O Geoparque Algarvensis foi integrado na Rede Mundial de Geoparques da UNESCO. A decisão, tomada na quinta-feira, reconhece o território algarvio como parte de um grupo global dedicado à geologia e ao desenvolvimento sustentável. O anúncio chegou por meio de um comunicado da UNESCO.
Com a inclusão, Portugal passa a ter sete Geoparques Mundiais da UNESCO no seu território. A Rede passou a abranger 241 sítios em 51 países, cobrindo mais de 882 mil quilómetros quadrados, tamanho equivalente ao território da Venezuela.
Algarvensis: localização e legado geológico
O geoparque estende-se por Loulé, Silves e Albufeira, numa área de 2 427 km2 que inclui Serra, Barrocal e Litoral, com uma parte marinha significativa.
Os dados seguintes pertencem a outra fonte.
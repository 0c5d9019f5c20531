use axum::{routing::get, Router};
use metrics::{describe_counter, describe_gauge};
use metrics_exporter_prometheus::{PrometheusBuilder, PrometheusHandle};
use once_cell::sync::OnceCell;

pub struct Metrics {
    pub handle: PrometheusHandle,
}

impl Metrics {
    /// Initialize the Prometheus recorder and register series descriptions so
    /// they show up on /metrics before first increment.
    pub fn init() -> Self {
        let handle = PrometheusBuilder::new()
            .install_recorder()
            .expect("prometheus: install recorder");
        describe_all();
        Self { handle }
    }

    /// Returns a router exposing `/metrics` with the Prometheus exposition format.
    pub fn router(&self) -> Router {
        let handle = self.handle.clone();
        Router::new().route(
            "/metrics",
            get(move || {
                let h = handle.clone();
                async move { h.render() }
            }),
        )
    }
}

fn describe_all() {
    static ONCE: OnceCell<()> = OnceCell::new();
    ONCE.get_or_init(|| {
        describe_counter!("fetch_articles_total", "Articles parsed from sources.");
        describe_counter!("fetch_errors_total", "Per-source fetch failures.");
        describe_counter!(
            "aggregator_cache_hits_total",
            "Layered read path served from the in-memory cache."
        );
        describe_counter!(
            "aggregator_cache_misses_total",
            "Layered read path that had to consult the store."
        );
        describe_counter!(
            "aggregator_fetch_errors_total",
            "Fan-out fetches contained by the aggregator."
        );
        describe_counter!("sync_runs_total", "Completed sync passes.");
        describe_counter!(
            "sync_source_errors_total",
            "Per-source sync failures isolated into errors[]."
        );
        describe_gauge!("sync_last_run_ts", "Unix ts of the last sync pass.");
    });
}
Regista registos desde há mais de 330 milhões de anos, incluindo tectónica, vulcanismo e sedimentação.
A UNESCO destacou dois elementos-chave: depósitos de tsunami na Lagoa dos Salgados, gerados pelo Terramoto de Lisboa de 1755, e a Mina de Sal de Loulé, o ponto mais profundo de Portugal aberto ao público, com histórica utilização mineira.
Cooperação local e impacto socioeconómico
A UNESCO realça a coexistência de ecossistemas mediterrânicos preservados, vida marinha diversa e um legado cultural alicerçado em megalitismo, escrita ibérica antiga, romanidade e islão. O projeto também foca o equilíbrio demográfico no Algarve.
O Algarvensis oferece oportunidades para impulsionar a economia local, incentivar turismo ao interior e promover programas de educação ambiental entre jovens. O objetivo é enfrentar o despovoamento sem perder a riqueza natural e cultural.